Disclaimer: Some not too structured thoughts.

It’s commonly said that correlation does not imply causation. That is true (see Gwern’s analysis), but does causation imply correlation? Specifically, if “→” means causes and “~~” means correlates with, does X→Y imply X~~Y? It may seem obvious that the answer is yes, but it is not so clear.

Before going into that, consider transitivity. Wikipedia:

In mathematics, a binary relation R over a set X is transitive if whenever an element a is related to an element b, and b is in turn related to an element c, then a is also related to c.

Is causality transitive? It seems that the answer should be yes. If A causes B, and B causes C, then A causes C. With symbols:

  1. A→B
  2. B→C
  3. ⊢ A→C

(the ⊢ symbol means therefore). If causality is transitive, and causality implies correlation, then we may guess that transitivity holds for correlation too. Does it? Sort of.

The transitivity of correlations

We might more precisely say that it has partial transitivity. If A~~B at 1.0, and B~~C at 1.0, then A~~C at 1.0. However, for correlations ≠ |1|, then it doesn’t hold exactly: If A~~B at 0.7, and B~~C at 0.7, does not imply that A~~C at 0.7 or at 0.72 for that matter (this is the predicted path using path model tracing rules). Instead, there is a range of possible values with 0.72 being the most likely. As usual, the Jensen gives the answer, once or multiple places in his numerous writings. The ranges are given in Jensen (1980, p. 302; Bias in Mental Testing):

[discussing of types of validity] Concurrent validity rests on the soundness of the inference that, since the first test correlates highly with the second test and the second test correlates with the criterion, the first test is also correlated with the criterion. It is essentially this question: If we know to what extent A is correlated with B, and we know to what extent B is correlated with C, how precisely can we infer to what extent A is correlated with C? The degree of risk in this inference can be best understood in terms of the range within which the actual criterion validity coefficient would fall when a new test is validated in terms of its correlation with a validated test. Call the scores on the unvalidated test U, scores on the validated test V, and measures on the criterion C. Then rVC, the correlation between V and C, is the criterion validity of test V; and rUV, the correlation between U and V, is the concurrent validity of test U. The crucial question, then, is what precisely can we infer concerning rUC , that is, the probable criterion validity of test U?

If we know rVC and rUV, the upper and lower limits of the possible range of values of rUC are given by the following formulas: [combined to one]

(I rewrote this using rxy, ryz and rxz instead)

It may come as a sad surprise to many to see how very wide is the range of possible values of rUC for any given combination of values of rVC and rUV. The ranges of rUC are shown in Table 8.1, from which it is clear that concurrent validity inspires confidence only when the two tests are very highly correlated and the one test has a quite high criterion validity. Because it is rare to find criterion validities much higher than about .50, one can easily see the risk in depending on coefficients of concurrent validity. The risk is greatly lessened, however, when the two tests are parallel forms or one is a shortened form of the other, because both tests will then have approximately the same factor composition, which means that all the abilities measured by the first test that are correlated with the criterion also exist in the second test. The two tests should thus have fairly comparable correlations with the criterion, which is a necessary inference to justify concurrent validity.
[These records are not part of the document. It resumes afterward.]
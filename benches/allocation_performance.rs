//! Performance benchmarks for the allocation path

use criterion::{black_box, criterion_group, criterion_main, BenchmarkId, Criterion};
use matchmaker::config::MatchmakingSettings;
use matchmaker::engine::{select_candidate, Matchmaker};
use matchmaker::types::{EnqueuePlayer, GameServer, Player, RegisterServer};
use matchmaker::utils::current_timestamp;

fn registration(index: usize, max_players: u32) -> RegisterServer {
    RegisterServer {
        game_mode: "GM".to_string(),
        region: if index % 2 == 0 { "EU" } else { "US" }.to_string(),
        version: "1.0".to_string(),
        address: format!("10.0.{}.{}", index / 250, index % 250),
        port: 7777,
        max_players,
    }
}

fn enqueue_request(player_id: &str) -> EnqueuePlayer {
    EnqueuePlayer {
        player_id: player_id.to_string(),
        game_mode: "GM".to_string(),
        region: "EU".to_string(),
        version: "1.0".to_string(),
        ticket: None,
    }
}

/// Engine with `servers` registered servers, half of them eligible
async fn create_bench_system(servers: usize) -> Matchmaker {
    let matchmaker = Matchmaker::in_memory(MatchmakingSettings::default());
    for i in 0..servers {
        let _ = matchmaker.register(registration(i, 64)).await;
    }
    matchmaker
}

fn bench_select_candidate(c: &mut Criterion) {
    let now = current_timestamp();
    let servers: Vec<GameServer> = (0..1000)
        .map(|i| {
            let mut server = GameServer::from_registration(format!("s{}", i), &registration(i, 8), now);
            for p in 0..(i % 8) {
                server.players.insert(format!("p{}-{}", i, p));
            }
            server
        })
        .collect();

    let mut player = Player::new("bench_player".to_string());
    player.apply_enqueue(&enqueue_request("bench_player"));

    c.bench_function("select_candidate_1000_servers", |b| {
        b.iter(|| black_box(select_candidate(&servers, &player)))
    });
}

fn bench_enqueue_and_poll(c: &mut Criterion) {
    let rt = tokio::runtime::Runtime::new().unwrap();
    let mut group = c.benchmark_group("enqueue_and_poll");

    for servers in [10usize, 100, 500] {
        let matchmaker = rt.block_on(create_bench_system(servers));
        let mut n = 0u64;

        group.bench_with_input(BenchmarkId::from_parameter(servers), &servers, |b, _| {
            b.iter(|| {
                n += 1;
                let player_id = format!("player_{}", n);
                rt.block_on(async {
                    let _ = matchmaker.enqueue(enqueue_request(&player_id)).await;
                    let outcome = matchmaker.poll_matchmaking(&player_id).await;
                    // Free the seat so the pool never fills up
                    let _ = matchmaker.dequeue(&player_id).await;
                    black_box(outcome)
                })
            })
        });
    }

    group.finish();
}

fn bench_fast_path_poll(c: &mut Criterion) {
    let rt = tokio::runtime::Runtime::new().unwrap();
    let matchmaker = rt.block_on(async {
        let matchmaker = create_bench_system(100).await;
        let _ = matchmaker.enqueue(enqueue_request("seated")).await;
        let _ = matchmaker.poll_matchmaking("seated").await;
        matchmaker
    });

    c.bench_function("poll_already_matched", |b| {
        b.iter(|| rt.block_on(async { black_box(matchmaker.poll_matchmaking("seated").await) }))
    });
}

criterion_group!(
    benches,
    bench_select_candidate,
    bench_enqueue_and_poll,
    bench_fast_path_poll
);
criterion_main!(benches);
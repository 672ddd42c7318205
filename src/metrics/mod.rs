//! Metrics for the matchmaker service
//!
//! Prometheus counters, gauges and histograms describing registrations,
//! queue traffic, allocation outcomes and expiry sweeps.

pub mod collector;

pub use collector::{
    MetricsCollector, MetricsTimer, PerformanceMetrics, PlayerMetrics, ServerMetrics,
    ServiceMetrics,
};
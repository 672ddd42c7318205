//! Main application configuration
//!
//! This module defines the configuration structures for the matchmaker
//! service, including environment variable and TOML file loading.

use crate::error::MatchmakingError;
use anyhow::{anyhow, Context, Result};
use serde::{Deserialize, Serialize};
use std::env;
use std::path::Path;
use std::str::FromStr;
use std::time::Duration;

/// Main application configuration
#[derive(Debug, Clone, Default, PartialEq, Serialize, Deserialize)]
#[serde(default)]
pub struct AppConfig {
    pub service: ServiceSettings,
    pub http: HttpSettings,
    pub matchmaking: MatchmakingSettings,
}

/// Service-level settings
#[derive(Debug, Clone, PartialEq, Serialize, Deserialize)]
#[serde(default)]
pub struct ServiceSettings {
    /// Service name for logging and metrics
    pub name: String,
    /// Log level (trace, debug, info, warn, error)
    pub log_level: String,
    /// Graceful shutdown timeout in seconds
    pub shutdown_timeout_seconds: u64,
}

/// HTTP listener settings
#[derive(Debug, Clone, PartialEq, Serialize, Deserialize)]
#[serde(default)]
pub struct HttpSettings {
    pub host: String,
    pub port: u16,
}

/// Matchmaking policy settings
#[derive(Debug, Clone, PartialEq, Serialize, Deserialize)]
#[serde(default)]
pub struct MatchmakingSettings {
    /// A server not heard from for this long is removed by the next poll
    pub heartbeat_timeout_seconds: u64,
    /// A matched player who has not joined for this long is removed by the next poll
    pub join_timeout_seconds: u64,
    /// Generate player ids for enqueue requests that carry none
    pub assign_player_ids: bool,
}

impl Default for ServiceSettings {
    fn default() -> Self {
        Self {
            name: "matchmaker".to_string(),
            log_level: "info".to_string(),
            shutdown_timeout_seconds: 30,
        }
    }
}

impl Default for HttpSettings {
    fn default() -> Self {
        Self {
            host: "0.0.0.0".to_string(),
            port: 8080,
        }
    }
}

impl Default for MatchmakingSettings {
    fn default() -> Self {
        Self {
            heartbeat_timeout_seconds: 120,
            join_timeout_seconds: 120,
            assign_player_ids: false,
        }
    }
}

/// Upper bound for heartbeat and join timeouts (one year)
pub const MAX_TIMEOUT_SECONDS: u64 = 365 * 24 * 60 * 60;

impl MatchmakingSettings {
    pub fn heartbeat_timeout(&self) -> Result<chrono::Duration> {
        timeout_duration("heartbeat timeout", self.heartbeat_timeout_seconds)
    }

    pub fn join_timeout(&self) -> Result<chrono::Duration> {
        timeout_duration("join timeout", self.join_timeout_seconds)
    }
}

fn timeout_duration(name: &str, seconds: u64) -> Result<chrono::Duration> {
    if seconds > MAX_TIMEOUT_SECONDS {
        return Err(MatchmakingError::Configuration {
            message: format!("{} of {}s exceeds {}s", name, seconds, MAX_TIMEOUT_SECONDS),
        }
        .into());
    }
    i64::try_from(seconds)
        .ok()
        .and_then(chrono::Duration::try_seconds)
        .ok_or_else(|| {
            MatchmakingError::Configuration {
                message: format!("{} out of range: {}s", name, seconds),
            }
            .into()
        })
}

fn parse_var<T: FromStr>(name: &str, value: &str) -> Result<T> {
    value.parse().map_err(|_| {
        MatchmakingError::Configuration {
            message: format!("Invalid {} value: {}", name, value),
        }
        .into()
    })
}

impl AppConfig {
    /// Load configuration from environment variables with fallback to defaults
    pub fn from_env() -> Result<Self> {
        let mut config = Self::default();
        config.apply_env()?;
        validate_config(&config)?;
        Ok(config)
    }

    /// Load configuration from a TOML file; environment variables still win
    pub fn from_file(path: impl AsRef<Path>) -> Result<Self> {
        let path = path.as_ref();
        let contents = std::fs::read_to_string(path)
            .with_context(|| format!("Failed to read config file {}", path.display()))?;
        let mut config = Self::from_toml_str(&contents)
            .with_context(|| format!("Failed to parse config file {}", path.display()))?;
        config.apply_env()?;
        validate_config(&config)?;
        Ok(config)
    }

    /// Parse a TOML document; missing sections and fields take defaults
    pub fn from_toml_str(contents: &str) -> Result<Self> {
        Ok(toml::from_str(contents)?)
    }

    fn apply_env(&mut self) -> Result<()> {
        // Service settings
        if let Ok(name) = env::var("SERVICE_NAME") {
            self.service.name = name;
        }
        if let Ok(log_level) = env::var("LOG_LEVEL") {
            self.service.log_level = log_level;
        }
        if let Ok(timeout) = env::var("SHUTDOWN_TIMEOUT_SECONDS") {
            self.service.shutdown_timeout_seconds =
                parse_var("SHUTDOWN_TIMEOUT_SECONDS", &timeout)?;
        }

        // HTTP settings
        if let Ok(host) = env::var("HTTP_HOST") {
            self.http.host = host;
        }
        if let Ok(port) = env::var("HTTP_PORT") {
            self.http.port = parse_var("HTTP_PORT", &port)?;
        }

        // Matchmaking settings
        if let Ok(timeout) = env::var("HEARTBEAT_TIMEOUT_SECONDS") {
            self.matchmaking.heartbeat_timeout_seconds =
                parse_var("HEARTBEAT_TIMEOUT_SECONDS", &timeout)?;
        }
        if let Ok(timeout) = env::var("JOIN_TIMEOUT_SECONDS") {
            self.matchmaking.join_timeout_seconds = parse_var("JOIN_TIMEOUT_SECONDS", &timeout)?;
        }
        if let Ok(assign) = env::var("ASSIGN_PLAYER_IDS") {
            self.matchmaking.assign_player_ids = parse_var("ASSIGN_PLAYER_IDS", &assign)?;
        }

        Ok(())
    }

    /// Get shutdown timeout as Duration
    pub fn shutdown_timeout(&self) -> Duration {
        Duration::from_secs(self.service.shutdown_timeout_seconds)
    }

    /// Socket address string for the HTTP listener
    pub fn http_address(&self) -> String {
        format!("{}:{}", self.http.host, self.http.port)
    }
}

/// Validate configuration values
pub fn validate_config(config: &AppConfig) -> Result<()> {
    // Validate log level
    match config.service.log_level.to_lowercase().as_str() {
        "trace" | "debug" | "info" | "warn" | "error" => {}
        _ => return Err(anyhow!("Invalid log level: {}", config.service.log_level)),
    }

    if config.service.shutdown_timeout_seconds == 0 {
        return Err(anyhow!("Shutdown timeout must be greater than 0"));
    }

    // Validate listener
    if config.http.host.is_empty() {
        return Err(anyhow!("HTTP host cannot be empty"));
    }
    if config.http.port == 0 {
        return Err(anyhow!("HTTP port cannot be 0"));
    }

    // Validate matchmaking settings
    if config.matchmaking.heartbeat_timeout_seconds == 0 {
        return Err(anyhow!("Heartbeat timeout must be greater than 0"));
    }
    if config.matchmaking.join_timeout_seconds == 0 {
        return Err(anyhow!("Join timeout must be greater than 0"));
    }
    config.matchmaking.heartbeat_timeout()?;
    config.matchmaking.join_timeout()?;

    Ok(())
}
So, the next time you see someone arguing thru (multiples) steps of transitivity for correlations, beware! Given A~~B at 0.7 and B~~C at 0.7, is still possible that A~~C is 0.0!

Visually, one can think of it in terms of variance explained and overlapping circles. If the A and B circles overlap 50% (which is r≈.71) and the same for B and C, then the question of what A~~C is depends on which whether the overlap between A and B is also the area that overlaps B and C. Because the areas are about 50% each (0.72 = 0.49), both complete overlap (r = 1) and no overlap with a slight remainder are possible (slight negative correlation).

Probably, because this argument often comes up, I should make a visualization.

Back to causation

Now, how does transitivity work for causation? It turns out that it depends on the exact concept we are using. For instance, suppose that A causes higher C and C causes higher Y. Now, we would probably say that A causes higher Y. However, suppose that A also causes higher D and D causes lower Y. Does A cause higher or lower Y? We might say that it depends on the strength of the causal paths. In this way, we are talking about A’s net (main) effect on Y which may be positive, negative or null depending on the strengths of the other causal paths. One might also take the view that A both causes higher and lower Y. This view is especially tempting when the causal paths are differentiated for individuals. Suppose for half the population, A causes higher C and C causes higher Y, and for the other half A causes higher D and D causes lower Y. One might instead say that A’s effect is an interaction with whatever differentiates the two halves of the population (e.g. gender).

Update 27th January 2018

Thanks to Ron for pointing out the error in the original equation I wrote. It was a mistake on my part. I also recalculated Jensen’s table in R, given below.